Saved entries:
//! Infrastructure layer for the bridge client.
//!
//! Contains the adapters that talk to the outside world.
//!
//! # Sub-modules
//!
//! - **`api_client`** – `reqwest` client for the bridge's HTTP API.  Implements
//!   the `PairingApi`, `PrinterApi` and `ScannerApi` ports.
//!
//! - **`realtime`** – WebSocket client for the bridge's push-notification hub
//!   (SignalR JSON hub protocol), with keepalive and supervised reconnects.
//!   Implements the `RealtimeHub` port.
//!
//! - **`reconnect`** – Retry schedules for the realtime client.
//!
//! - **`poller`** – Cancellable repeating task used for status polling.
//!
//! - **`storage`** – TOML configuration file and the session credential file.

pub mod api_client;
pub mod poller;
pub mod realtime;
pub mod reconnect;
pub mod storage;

* * *

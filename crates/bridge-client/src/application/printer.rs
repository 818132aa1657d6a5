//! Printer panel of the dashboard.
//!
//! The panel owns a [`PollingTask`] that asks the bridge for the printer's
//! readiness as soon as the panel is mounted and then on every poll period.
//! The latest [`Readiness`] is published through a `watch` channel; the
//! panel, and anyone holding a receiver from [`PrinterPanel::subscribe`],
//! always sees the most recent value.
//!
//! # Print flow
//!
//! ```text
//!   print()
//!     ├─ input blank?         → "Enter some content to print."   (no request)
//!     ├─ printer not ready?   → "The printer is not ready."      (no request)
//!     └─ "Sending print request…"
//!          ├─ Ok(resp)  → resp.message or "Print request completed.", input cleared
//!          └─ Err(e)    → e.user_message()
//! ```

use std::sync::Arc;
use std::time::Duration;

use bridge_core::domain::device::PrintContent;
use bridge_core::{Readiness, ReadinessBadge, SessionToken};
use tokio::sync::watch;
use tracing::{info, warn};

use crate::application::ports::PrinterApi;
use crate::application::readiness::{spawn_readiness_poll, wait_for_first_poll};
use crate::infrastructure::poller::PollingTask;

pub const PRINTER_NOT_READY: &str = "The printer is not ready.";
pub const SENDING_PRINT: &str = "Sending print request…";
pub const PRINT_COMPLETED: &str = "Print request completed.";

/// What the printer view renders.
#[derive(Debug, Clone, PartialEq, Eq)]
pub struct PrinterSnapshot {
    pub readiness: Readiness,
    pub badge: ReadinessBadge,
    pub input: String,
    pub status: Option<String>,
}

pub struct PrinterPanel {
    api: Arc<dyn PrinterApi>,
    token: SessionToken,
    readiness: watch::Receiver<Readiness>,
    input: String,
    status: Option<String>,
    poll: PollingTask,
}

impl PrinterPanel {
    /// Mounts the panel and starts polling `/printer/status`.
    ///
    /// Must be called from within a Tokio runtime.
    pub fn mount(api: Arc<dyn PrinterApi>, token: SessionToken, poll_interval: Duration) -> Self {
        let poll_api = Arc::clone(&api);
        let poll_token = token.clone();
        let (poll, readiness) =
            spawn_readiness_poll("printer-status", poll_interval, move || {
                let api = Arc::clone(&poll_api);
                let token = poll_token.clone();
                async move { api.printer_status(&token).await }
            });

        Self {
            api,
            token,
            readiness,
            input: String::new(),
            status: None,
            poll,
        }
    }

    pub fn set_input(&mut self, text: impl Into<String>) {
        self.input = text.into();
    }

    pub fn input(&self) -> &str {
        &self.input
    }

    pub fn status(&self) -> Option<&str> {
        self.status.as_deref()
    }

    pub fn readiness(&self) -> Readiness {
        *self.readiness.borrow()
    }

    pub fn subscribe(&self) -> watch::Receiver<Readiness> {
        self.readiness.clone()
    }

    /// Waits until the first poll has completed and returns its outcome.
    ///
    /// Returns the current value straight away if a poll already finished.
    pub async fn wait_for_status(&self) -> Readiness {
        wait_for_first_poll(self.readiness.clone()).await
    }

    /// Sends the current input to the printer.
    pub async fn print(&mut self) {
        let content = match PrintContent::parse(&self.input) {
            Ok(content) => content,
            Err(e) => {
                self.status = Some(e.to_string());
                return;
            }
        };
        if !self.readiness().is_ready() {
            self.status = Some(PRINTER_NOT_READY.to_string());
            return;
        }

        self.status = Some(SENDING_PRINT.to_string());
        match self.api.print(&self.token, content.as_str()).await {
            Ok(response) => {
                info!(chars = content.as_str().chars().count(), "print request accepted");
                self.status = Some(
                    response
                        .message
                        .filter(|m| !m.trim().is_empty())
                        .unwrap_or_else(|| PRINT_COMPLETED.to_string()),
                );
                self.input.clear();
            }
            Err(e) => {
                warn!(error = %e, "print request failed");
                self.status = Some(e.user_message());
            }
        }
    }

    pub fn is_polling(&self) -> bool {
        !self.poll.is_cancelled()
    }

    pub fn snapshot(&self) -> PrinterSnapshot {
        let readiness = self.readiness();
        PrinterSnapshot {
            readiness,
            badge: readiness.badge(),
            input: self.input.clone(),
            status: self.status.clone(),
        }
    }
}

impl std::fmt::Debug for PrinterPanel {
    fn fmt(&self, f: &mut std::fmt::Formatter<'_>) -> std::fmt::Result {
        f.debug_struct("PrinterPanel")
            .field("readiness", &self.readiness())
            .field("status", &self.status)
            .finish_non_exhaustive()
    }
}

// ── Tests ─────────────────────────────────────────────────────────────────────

...

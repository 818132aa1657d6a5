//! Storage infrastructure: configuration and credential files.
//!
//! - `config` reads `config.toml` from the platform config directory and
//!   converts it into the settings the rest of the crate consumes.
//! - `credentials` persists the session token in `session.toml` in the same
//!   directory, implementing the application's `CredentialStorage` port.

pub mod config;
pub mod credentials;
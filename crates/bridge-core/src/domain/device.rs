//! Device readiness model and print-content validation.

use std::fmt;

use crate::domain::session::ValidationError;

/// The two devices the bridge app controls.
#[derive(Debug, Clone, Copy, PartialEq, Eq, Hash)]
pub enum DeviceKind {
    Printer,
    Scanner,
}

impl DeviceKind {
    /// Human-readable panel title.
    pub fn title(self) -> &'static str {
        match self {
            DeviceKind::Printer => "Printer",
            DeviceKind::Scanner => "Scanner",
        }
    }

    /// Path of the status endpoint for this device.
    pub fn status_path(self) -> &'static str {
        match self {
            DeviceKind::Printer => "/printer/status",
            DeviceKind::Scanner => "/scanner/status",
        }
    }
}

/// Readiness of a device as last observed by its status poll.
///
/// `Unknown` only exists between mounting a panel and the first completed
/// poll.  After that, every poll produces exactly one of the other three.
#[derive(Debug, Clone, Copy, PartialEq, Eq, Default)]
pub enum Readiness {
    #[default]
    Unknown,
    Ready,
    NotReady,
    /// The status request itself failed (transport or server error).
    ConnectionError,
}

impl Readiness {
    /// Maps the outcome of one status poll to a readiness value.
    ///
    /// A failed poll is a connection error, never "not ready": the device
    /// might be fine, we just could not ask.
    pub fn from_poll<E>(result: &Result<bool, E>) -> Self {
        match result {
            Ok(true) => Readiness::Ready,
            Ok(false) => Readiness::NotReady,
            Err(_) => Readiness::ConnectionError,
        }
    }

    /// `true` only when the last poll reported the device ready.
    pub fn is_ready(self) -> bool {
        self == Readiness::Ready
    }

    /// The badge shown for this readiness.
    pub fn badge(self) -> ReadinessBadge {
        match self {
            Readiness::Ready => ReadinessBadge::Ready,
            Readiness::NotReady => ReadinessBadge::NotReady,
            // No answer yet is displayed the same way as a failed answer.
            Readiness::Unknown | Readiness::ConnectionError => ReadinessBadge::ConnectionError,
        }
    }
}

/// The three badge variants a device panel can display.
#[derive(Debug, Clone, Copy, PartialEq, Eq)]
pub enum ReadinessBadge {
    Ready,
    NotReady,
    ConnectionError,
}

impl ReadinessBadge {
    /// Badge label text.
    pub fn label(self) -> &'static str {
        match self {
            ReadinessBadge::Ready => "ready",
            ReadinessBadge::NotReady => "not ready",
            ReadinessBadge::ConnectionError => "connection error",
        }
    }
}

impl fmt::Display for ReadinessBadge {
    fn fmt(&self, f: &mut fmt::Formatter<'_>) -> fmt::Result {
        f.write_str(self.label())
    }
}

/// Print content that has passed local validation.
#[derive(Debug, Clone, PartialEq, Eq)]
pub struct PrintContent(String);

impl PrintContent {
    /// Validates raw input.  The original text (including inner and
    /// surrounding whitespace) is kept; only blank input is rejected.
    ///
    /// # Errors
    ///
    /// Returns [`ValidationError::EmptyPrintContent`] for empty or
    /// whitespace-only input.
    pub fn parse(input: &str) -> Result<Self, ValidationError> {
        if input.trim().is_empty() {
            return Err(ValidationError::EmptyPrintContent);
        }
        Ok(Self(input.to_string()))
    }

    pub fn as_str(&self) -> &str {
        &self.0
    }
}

# About this exercise
Locate the word "subscribe" in the records and collect each line it appears in.

# Finished task
//! panel, and anyone holding a receiver from [`PrinterPanel::subscribe`],
    pub fn subscribe(&self) -> watch::Receiver<Readiness> {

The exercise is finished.